Now as you know, I like me a good sub.  Meaty, with bread your fingers can sink into, enough to fill a hand.  Bag of chips, a pickle, and I’m eating right.  So, I was excited that my first assignment was No. 7 Sub, in that hotel on Broadway that used to be a flop house.

My excitement, friends, would be short-lived.  I looked at the menu, and the first thing I see is “shrimp sausage” with something called “shitso peppers”, onions and grape jelly.  Who’s the hairdresser eating this bullcrap?

Then I saw one with cauliflower, raisins, potato chips and French dressing.  Hey, is this a sandwich or a shopping list?

And what on God’s green earth is “peach munchim”?  “Pico de lettuce”?  And are you really going to put wax bean salad IN my sandwich?  Did you buy every ingredient on the menu with food stamps?

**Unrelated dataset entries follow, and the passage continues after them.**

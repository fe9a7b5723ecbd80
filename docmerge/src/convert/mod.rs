//! Conversion bridge: any supported document to PDF.
//!
//! Used when a merge spans several formats, or several Word documents. Each
//! non-PDF document is reduced to best-effort plain text by its adapter,
//! sanitized, wrapped, paginated and drawn with a standard font. PDF sources
//! are passed through untouched so their original pages are kept.

pub mod layout;
pub mod render;

pub use layout::{PageLayout, PageLine};

use crate::adapters::adapter_for;
use crate::document::SourceDocument;
use crate::error::Result;
use crate::format::LogicalFormat;
use bytes::Bytes;
use layout::{TITLE_MAX_CHARS, layout_text};
use render::render_pages;

/// Widest column in a text grid, in characters.
const GRID_MAX_COLUMN: usize = 40;

/// Converts documents into standalone PDFs.
#[derive(Debug, Clone, Copy, Default)]
pub struct ConversionBridge {
    layout: PageLayout,
}

impl ConversionBridge {
    /// Bridge with a custom page layout.
    pub fn new(layout: PageLayout) -> Self {
        Self { layout }
    }

    /// Layout in use.
    pub fn layout(&self) -> &PageLayout {
        &self.layout
    }

    /// Convert one document to PDF.
    ///
    /// With `include_headers`, the document's upper-cased name is drawn as
    /// a title above its content.
    ///
    /// # Errors
    ///
    /// Fails when the adapter cannot extract text or the PDF cannot be
    /// written.
    pub fn to_pdf(
        &self,
        source: &SourceDocument,
        format: LogicalFormat,
        include_headers: bool,
    ) -> Result<Bytes> {
        if format == LogicalFormat::Pdf {
            return Ok(source.data.clone());
        }

        let body = adapter_for(format).bridge_text(&source.data)?;
        let text = if include_headers {
            format!("{}\n\n{body}", heading_for(&source.name))
        } else {
            body
        };
        self.text_to_pdf(&text)
    }

    /// Lay out and render arbitrary text.
    pub fn text_to_pdf(&self, text: &str) -> Result<Bytes> {
        let pages = layout_text(text, &self.layout);
        Ok(Bytes::from(render_pages(&pages, &self.layout)?))
    }

    /// A page explaining why `name` could not be converted.
    pub fn placeholder(&self, name: &str, reason: &str) -> Result<Bytes> {
        self.text_to_pdf(&format!(
            "CONVERSION FAILED\n\n{name} could not be converted to PDF.\n\n{reason}"
        ))
    }
}

/// Upper-cased document name, short enough to render as a title.
pub fn heading_for(name: &str) -> String {
    name.to_uppercase().chars().take(TITLE_MAX_CHARS).collect()
}

/// Render rows as a fixed-width text grid with a rule under the first row.
///
/// # Examples
///
/// ```
/// use docmerge::convert::text_grid;
///
/// let rows = vec![
///     vec!["name".to_string(), "qty".to_string()],
///     vec!["apple".to_string(), "3".to_string()],
/// ];
/// assert_eq!(text_grid(&rows), "name  | qty\n------+----\napple | 3");
/// ```
pub fn text_grid(rows: &[Vec<String>]) -> String {
    let columns = rows.iter().map(Vec::len).max().unwrap_or(0);
    if columns == 0 {
        return String::new();
    }

    let mut widths = vec![0usize; columns];
    for row in rows {
        for (index, cell) in row.iter().enumerate() {
            widths[index] = widths[index].max(cell.chars().count().min(GRID_MAX_COLUMN));
        }
    }

    let format_row = |row: &[String]| -> String {
        let used = row
            .iter()
            .rposition(|cell| !cell.trim().is_empty())
            .map_or(0, |last| last + 1);
        let cells: Vec<String> = (0..used)
            .map(|index| {
                let cell = row.get(index).map(String::as_str).unwrap_or("");
                let cell: String = cell.chars().take(GRID_MAX_COLUMN).collect();
                format!("{cell:<width$}", width = widths[index])
            })
            .collect();
        cells.join(" | ").trim_end().to_string()
    };

    let mut lines = Vec::with_capacity(rows.len() + 1);
    for (index, row) in rows.iter().enumerate() {
        lines.push(format_row(row));
        if index == 0 {
            let rule: Vec<String> = widths.iter().map(|w| "-".repeat(*w)).collect();
            lines.push(rule.join("-+-"));
        }
    }
    lines.join("\n")
}

#[cfg(test)]
mod tests {
    use super::*;
    use lopdf::Document;

    #[test]
    fn test_pdf_passes_through() {
        let data = Bytes::from_static(b"%PDF-1.7 original bytes");
        let source = SourceDocument::new("a.pdf", data.clone());
        let out = ConversionBridge::default()
            .to_pdf(&source, LogicalFormat::Pdf, true)
            .unwrap();
        assert_eq!(out, data);
    }

    #[test]
    fn test_text_with_header_becomes_pdf() {
        let source = SourceDocument::new("notes.txt", Bytes::from_static(b"hello world"));
        let out = ConversionBridge::default()
            .to_pdf(&source, LogicalFormat::Txt, true)
            .unwrap();

        let doc = Document::load_mem(&out).unwrap();
        let text = doc.extract_text(&[1]).unwrap();
        assert!(text.contains("NOTES.TXT"));
        assert!(text.contains("hello world"));
    }

    #[test]
    fn test_placeholder_names_document() {
        let out = ConversionBridge::default()
            .placeholder("deck.pptx", "bad zip")
            .unwrap();
        let doc = Document::load_mem(&out).unwrap();
        assert!(doc.extract_text(&[1]).unwrap().contains("deck.pptx"));
    }

    #[test]
    fn test_heading_is_bounded() {
        let heading = heading_for(&format!("{}.txt", "a".repeat(80)));
        assert_eq!(heading.chars().count(), TITLE_MAX_CHARS);
        assert!(layout::is_title(&heading));
    }

    #[test]
    fn test_grid_pads_ragged_rows() {
        let rows = vec![
            vec!["a".to_string(), "b".to_string(), "c".to_string()],
            vec!["long cell".to_string()],
        ];
        let grid = text_grid(&rows);
        let lines: Vec<&str> = grid.lines().collect();
        assert_eq!(lines.len(), 3);
        assert_eq!(lines[0], "a         | b | c");
        assert_eq!(lines[1], "----------+---+--");
        assert_eq!(lines[2], "long cell");
    }

    #[test]
    fn test_grid_of_nothing() {
        assert_eq!(text_grid(&[]), "");
    }
}
//! User-facing output for command-line front ends.
//!
//! # Examples
//!
//! ```
//! use docmerge::output::OutputFormatter;
//!
//! let formatter = OutputFormatter::quiet();
//! formatter.info("suppressed");
//! formatter.warning("always shown");
//! ```

pub mod formatter;
pub mod progress;

pub use formatter::{MessageLevel, OutputFormatter, document_line};
pub use progress::{ProgressBar, ProgressReporter, ProgressStyle};

use crate::document::DocumentList;
use crate::merge::{JobStatus, MergeOutput, ProcessingJob};
use crate::utils::format_file_size;

/// Print the document list in merge order.
pub fn display_documents(formatter: &OutputFormatter, documents: &DocumentList) {
    formatter.section(&format!("Documents ({}):", documents.len()));
    for (index, handle) in documents.iter().enumerate() {
        formatter.list_item(index + 1, &document_line(handle));
        if let Some(preview) = &handle.preview {
            let first = preview.lines().next().unwrap_or_default();
            formatter.detail("preview", first);
        }
        if let Some(error) = &handle.error {
            formatter.detail("action", &error.action);
        }
    }
}

/// Print the outcome of a job, its warnings and, when verbose, its plan.
pub fn display_job(formatter: &OutputFormatter, job: &ProcessingJob, output: Option<&MergeOutput>) {
    formatter.debug(&format!(
        "Output format: {} ({})",
        job.output_format, job.format_reason
    ));

    for warning in &job.warnings {
        formatter.warning(warning);
    }

    match (job.status, output) {
        (JobStatus::Completed, Some(output)) => {
            formatter.success(&format!(
                "Merged {} document(s) into {} ({})",
                job.document_ids.len(),
                output.file_name,
                format_file_size(output.size as u64)
            ));
            if output.degraded {
                formatter.warning(&format!(
                    "{} output was produced as {}",
                    output.requested_format, output.format
                ));
            }
        }
        (JobStatus::Failed, _) => {
            if let Some(error) = &job.error {
                formatter.error(&error.to_string());
                formatter.info(&error.action);
            }
        }
        (status, _) => formatter.info(&format!("Job is {status}")),
    }
}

Oh, and pickles are TWO DOLLARS!  Back in my day, you’d get the pickle for free!  You could just reach into the barrel and grab one!  I thought I was seeing things

In the meantime, the hostess, boy, was she a sweet thing, blonde, pretty smile, just the right amount of curves.  Ba-boom!  Anyway, she pointed out that a long line of riff-raff had now formed behind me, ready for their snooty hoagies.

I panicked!  I told her I wanted to get the Meyer Chicken sandwich, mainly because “chicken” was the only thing I could see on the menu that actually belongs in a sandwich.

The place is about the size of a broom closet, and there’s no place to sit, but I finally get my order.  First off: you’d think for a $9 sandwich made by two fat Mexicans, it’d be a lot bigger.  Is chicken going extinct or something?

But I don’t care, I’m hungry and I’m going to enjoy my Meyer Chicken sandwich.  Now, I’m not sure who Meyer is, but by the taste of it, I’m guessing he’s a relative of Oscar Meyer.  WHAT IS THIS HORSESHIT?

I take a bite and the first thing I get my chompers on is a cold piece of bone.  Not that I would mind giving a warm bone to the hostess.

However, what little edible meat there was was hiding underneath some leafy green that looked like it could’ve used a long sponge bath.  The toasted bread gave me a case of raw mouth you usually need to go to the Philippines for.  And whatever the sauce was made my sandwich taste like one of Yutzi’s loafers.

In summation, I had three bites, then left in disgust and gave the rest to a bum.

They ought to call this place “#2 Sub”!  Know what I mean!